The task calls for every line of the data to be retyped exactly.

*Dataset content*.
□ □ □
//! Pins, cascading saves and offline queries through the context.

use mooring_codec::Value;
use mooring_core::{ErrorKind, MooringConfig, Operand, QueryState, SyncObject};
use mooring_offline::{MooringContext, DEFAULT_PIN};
use mooring_testkit::prelude::*;
use std::sync::Arc;
use tokio_util::sync::CancellationToken;

fn config() -> MooringConfig {
    MooringConfig::new().local_datastore_enabled(true)
}

fn context(bytes: Arc<dyn mooring_storage::ByteStore>) -> MooringContext {
    MooringContext::with_store(config(), bytes, Arc::new(FakeBackend::new())).unwrap()
}

#[tokio::test]
async fn pinning_a_cycle_saves_each_object_once() {
    let ctx = context(memory_store());
    let cancel = CancellationToken::new();
    let a = SyncObject::new("Node").unwrap();
    let b = SyncObject::new("Node").unwrap();
    let to_a = ctx.registry().assign_local_id(&a, ctx.local_ids()).unwrap();
    let to_b = ctx.registry().assign_local_id(&b, ctx.local_ids()).unwrap();
    a.put("next", to_b).unwrap();
    b.put("next", to_a).unwrap();

    ctx.pin_all(None, &[Arc::clone(&a)], &cancel).await.unwrap();

    let store = ctx.offline_store().unwrap();
    // The pin row plus both nodes.
    assert_eq!(store.rows(&cancel).await.unwrap().len(), 3);
    let query = QueryState::builder("Node").from_pin(DEFAULT_PIN).build();
    assert_eq!(ctx.count(&query, &cancel).await.unwrap(), 2);

    ctx.unpin_all(None, &[a], &cancel).await.unwrap();
    assert!(store.rows(&cancel).await.unwrap().is_empty());
}

#[tokio::test]
async fn objects_shared_by_two_pins_survive_one_unpin() {
    let ctx = context(memory_store());
    let cancel = CancellationToken::new();
    let score = game_score(10);

    ctx.pin_all(Some("a"), &[Arc::clone(&score)], &cancel).await.unwrap();
    ctx.pin_all(Some("b"), &[Arc::clone(&score)], &cancel).await.unwrap();
    ctx.unpin_all(Some("a"), &[Arc::clone(&score)], &cancel).await.unwrap();

    let query = QueryState::builder("GameScore").from_local_datastore().build();
    assert_eq!(ctx.count(&query, &cancel).await.unwrap(), 1);
    let pinned_to_a = QueryState::builder("GameScore").from_pin("a").build();
    assert_eq!(ctx.count(&pinned_to_a, &cancel).await.unwrap(), 0);
}

#[tokio::test]
async fn pinned_objects_survive_reopen() {
    let temp = TempFileStore::new();
    let cancel = CancellationToken::new();
    {
        let ctx = context(temp.bytes());
        let score = game_score(1337);
        score.put("player", "ann").unwrap();
        ctx.pin_all(Some("scores"), &[score], &cancel).await.unwrap();
    }

    let temp = temp.reopen();
    let ctx = context(temp.bytes());
    let query = QueryState::builder("GameScore")
        .from_pin("scores")
        .where_equal_to("player", "ann")
        .build();
    let found = ctx.find(&query, &cancel).await.unwrap();
    assert_eq!(found.len(), 1);
    assert_eq!(
        found[0].get("score").unwrap().and_then(|v| v.as_f64()),
        Some(1337.0)
    );
    // Unsaved changes come back still pending.
    assert!(found[0].has_pending_operations());
}

#[tokio::test]
async fn local_queries_require_the_local_datastore() {
    let ctx = MooringContext::with_store(
        MooringConfig::new(),
        memory_store(),
        Arc::new(FakeBackend::new()),
    )
    .unwrap();
    let cancel = CancellationToken::new();
    let query = QueryState::builder("GameScore").from_local_datastore().build();
    let err = ctx.find(&query, &cancel).await.unwrap_err();
    assert_eq!(err.kind(), ErrorKind::IllegalState);
    let err = ctx.pin_all(None, &[game_score(1)], &cancel).await.unwrap_err();
    assert_eq!(err.kind(), ErrorKind::IllegalState);
}

#[tokio::test]
async fn queries_see_unsaved_changes_and_sort_nulls_first() {
    let ctx = context(memory_store());
    let cancel = CancellationToken::new();
    let scores = vec![game_score(30), game_score(10), SyncObject::new("GameScore").unwrap()];
    ctx.pin_all(None, &scores, &cancel).await.unwrap();
    scores[0].increment("score", 5).unwrap();

    let query = QueryState::builder("GameScore")
        .from_local_datastore()
        .order_by_ascending("score")
        .build();
    let found = ctx.find(&query, &cancel).await.unwrap();
    let values: Vec<Option<f64>> = found
        .iter()
        .map(|o| o.estimated("score").and_then(|v| v.as_f64()))
        .collect();
    assert_eq!(values, vec![None, Some(10.0), Some(35.0)]);

    let tagged = QueryState::builder("GameScore")
        .from_local_datastore()
        .where_contains_all("tags", [Value::from("a")])
        .build();
    assert!(ctx.find(&tagged, &cancel).await.unwrap().is_empty());
}

#[tokio::test]
async fn mixed_all_lists_fail_before_matching() {
    let ctx = context(memory_store());
    let cancel = CancellationToken::new();
    let tagged = SyncObject::new("Post").unwrap();
    tagged.put("tags", vec![Value::from("alpha"), Value::from("beta")]).unwrap();
    ctx.pin_all(None, &[tagged], &cancel).await.unwrap();

    let list = Operand::List(vec![
        Operand::Value(Value::from("alpha")),
        Operand::starts_with("be"),
    ]);
    let query = QueryState::builder("Post")
        .add_condition("tags", "$all", list)
        .from_local_datastore()
        .build();
    let err = ctx.find(&query, &cancel).await.unwrap_err();
    assert_eq!(err.kind(), ErrorKind::IllegalArgument);

    let prefixes = QueryState::builder("Post")
        .where_contains_all_starts_with("tags", ["al", "be"])
        .from_local_datastore()
        .build();
    assert_eq!(ctx.count(&prefixes, &cancel).await.unwrap(), 1);
}

#[tokio::test]
async fn objects_being_deleted_are_hidden() {
    let backend = Arc::new(FakeBackend::new());
    backend.set_offline(true);
    let ctx = MooringContext::with_store(config(), memory_store(), backend).unwrap();
    let cancel = CancellationToken::new();
    let score = saved_object("GameScore", "s1", &[("score", Value::from(5))]);
    ctx.pin_all(None, &[Arc::clone(&score)], &cancel).await.unwrap();

    let query = QueryState::builder("GameScore").from_local_datastore().build();
    assert_eq!(ctx.count(&query, &cancel).await.unwrap(), 1);
    ctx.delete_eventually(&score, &cancel).await.unwrap();
    assert_eq!(ctx.count(&query, &cancel).await.unwrap(), 0);
}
□ □ □
*Solution below*.
//! Pins, cascading saves and offline queries through the context.

use mooring_codec::Value;
use mooring_core::{ErrorKind, MooringConfig, Operand, QueryState, SyncObject};
use mooring_offline::{MooringContext, DEFAULT_PIN};
use mooring_testkit::prelude::*;
use std::sync::Arc;
use tokio_util::sync::CancellationToken;

fn config() -> MooringConfig {
    MooringConfig::new().local_datastore_enabled(true)
}

fn context(bytes: Arc<dyn mooring_storage::ByteStore>) -> MooringContext {
    MooringContext::with_store(config(), bytes, Arc::new(FakeBackend::new())).unwrap()
}

#[tokio::test]
async fn pinning_a_cycle_saves_each_object_once() {
    let ctx = context(memory_store());
    let cancel = CancellationToken::new();
    let a = SyncObject::new("Node").unwrap();
    let b = SyncObject::new("Node").unwrap();
    let to_a = ctx.registry().assign_local_id(&a, ctx.local_ids()).unwrap();
    let to_b = ctx.registry().assign_local_id(&b, ctx.local_ids()).unwrap();
    a.put("next", to_b).unwrap();
    b.put("next", to_a).unwrap();

    ctx.pin_all(None, &[Arc::clone(&a)], &cancel).await.unwrap();

    let store = ctx.offline_store().unwrap();
    // The pin row plus both nodes.
    assert_eq!(store.rows(&cancel).await.unwrap().len(), 3);
    let query = QueryState::builder("Node").from_pin(DEFAULT_PIN).build();
    assert_eq!(ctx.count(&query, &cancel).await.unwrap(), 2);

    ctx.unpin_all(None, &[a], &cancel).await.unwrap();
    assert!(store.rows(&cancel).await.unwrap().is_empty());
}

#[tokio::test]
async fn objects_shared_by_two_pins_survive_one_unpin() {
    let ctx = context(memory_store());
    let cancel = CancellationToken::new();
    let score = game_score(10);

    ctx.pin_all(Some("a"), &[Arc::clone(&score)], &cancel).await.unwrap();
    ctx.pin_all(Some("b"), &[Arc::clone(&score)], &cancel).await.unwrap();
    ctx.unpin_all(Some("a"), &[Arc::clone(&score)], &cancel).await.unwrap();

    let query = QueryState::builder("GameScore").from_local_datastore().build();
    assert_eq!(ctx.count(&query, &cancel).await.unwrap(), 1);
    let pinned_to_a = QueryState::builder("GameScore").from_pin("a").build();
    assert_eq!(ctx.count(&pinned_to_a, &cancel).await.unwrap(), 0);
}

#[tokio::test]
async fn pinned_objects_survive_reopen() {
    let temp = TempFileStore::new();
    let cancel = CancellationToken::new();
    {
        let ctx = context(temp.bytes());
        let score = game_score(1337);
        score.put("player", "ann").unwrap();
        ctx.pin_all(Some("scores"), &[score], &cancel).await.unwrap();
    }

    let temp = temp.reopen();
    let ctx = context(temp.bytes());
    let query = QueryState::builder("GameScore")
        .from_pin("scores")
        .where_equal_to("player", "ann")
        .build();
    let found = ctx.find(&query, &cancel).await.unwrap();
    assert_eq!(found.len(), 1);
    assert_eq!(
        found[0].get("score").unwrap().and_then(|v| v.as_f64()),
        Some(1337.0)
    );
    // Unsaved changes come back still pending.
    assert!(found[0].has_pending_operations());
}

#[tokio::test]
async fn local_queries_require_the_local_datastore() {
    let ctx = MooringContext::with_store(
        MooringConfig::new(),
        memory_store(),
        Arc::new(FakeBackend::new()),
    )
    .unwrap();
    let cancel = CancellationToken::new();
    let query = QueryState::builder("GameScore").from_local_datastore().build();
    let err = ctx.find(&query, &cancel).await.unwrap_err();
    assert_eq!(err.kind(), ErrorKind::IllegalState);
    let err = ctx.pin_all(None, &[game_score(1)], &cancel).await.unwrap_err();
    assert_eq!(err.kind(), ErrorKind::IllegalState);
}

#[tokio::test]
async fn queries_see_unsaved_changes_and_sort_nulls_first() {
    let ctx = context(memory_store());
    let cancel = CancellationToken::new();
    let scores = vec![game_score(30), game_score(10), SyncObject::new("GameScore").unwrap()];
    ctx.pin_all(None, &scores, &cancel).await.unwrap();
    scores[0].increment("score", 5).unwrap();

    let query = QueryState::builder("GameScore")
        .from_local_datastore()
        .order_by_ascending("score")
        .build();
    let found = ctx.find(&query, &cancel).await.unwrap();
    let values: Vec<Option<f64>> = found
        .iter()
        .map(|o| o.estimated("score").and_then(|v| v.as_f64()))
        .collect();
    assert_eq!(values, vec![None, Some(10.0), Some(35.0)]);

    let tagged = QueryState::builder("GameScore")
        .from_local_datastore()
        .where_contains_all("tags", [Value::from("a")])
        .build();
    assert!(ctx.find(&tagged, &cancel).await.unwrap().is_empty());
}

#[tokio::test]
async fn mixed_all_lists_fail_before_matching() {
    let ctx = context(memory_store());
    let cancel = CancellationToken::new();
    let tagged = SyncObject::new("Post").unwrap();
    tagged.put("tags", vec![Value::from("alpha"), Value::from("beta")]).unwrap();
    ctx.pin_all(None, &[tagged], &cancel).await.unwrap();

    let list = Operand::List(vec![
        Operand::Value(Value::from("alpha")),
        Operand::starts_with("be"),
    ]);
    let query = QueryState::builder("Post")
        .add_condition("tags", "$all", list)
        .from_local_datastore()
        .build();
    let err = ctx.find(&query, &cancel).await.unwrap_err();
    assert_eq!(err.kind(), ErrorKind::IllegalArgument);

    let prefixes = QueryState::builder("Post")
        .where_contains_all_starts_with("tags", ["al", "be"])
        .from_local_datastore()
        .build();
    assert_eq!(ctx.count(&prefixes, &cancel).await.unwrap(), 1);
}

#[tokio::test]
async fn objects_being_deleted_are_hidden() {
    let backend = Arc::new(FakeBackend::new());
    backend.set_offline(true);
    let ctx = MooringContext::with_store(config(), memory_store(), backend).unwrap();
    let cancel = CancellationToken::new();
    let score = saved_object("GameScore", "s1", &[("score", Value::from(5))]);
    ctx.pin_all(None, &[Arc::clone(&score)], &cancel).await.unwrap();

    let query = QueryState::builder("GameScore").from_local_datastore().build();
    assert_eq!(ctx.count(&query, &cancel).await.unwrap(), 1);
    ctx.delete_eventually(&score, &cancel).await.unwrap();
    assert_eq!(ctx.count(&query, &cancel).await.unwrap(), 0);
}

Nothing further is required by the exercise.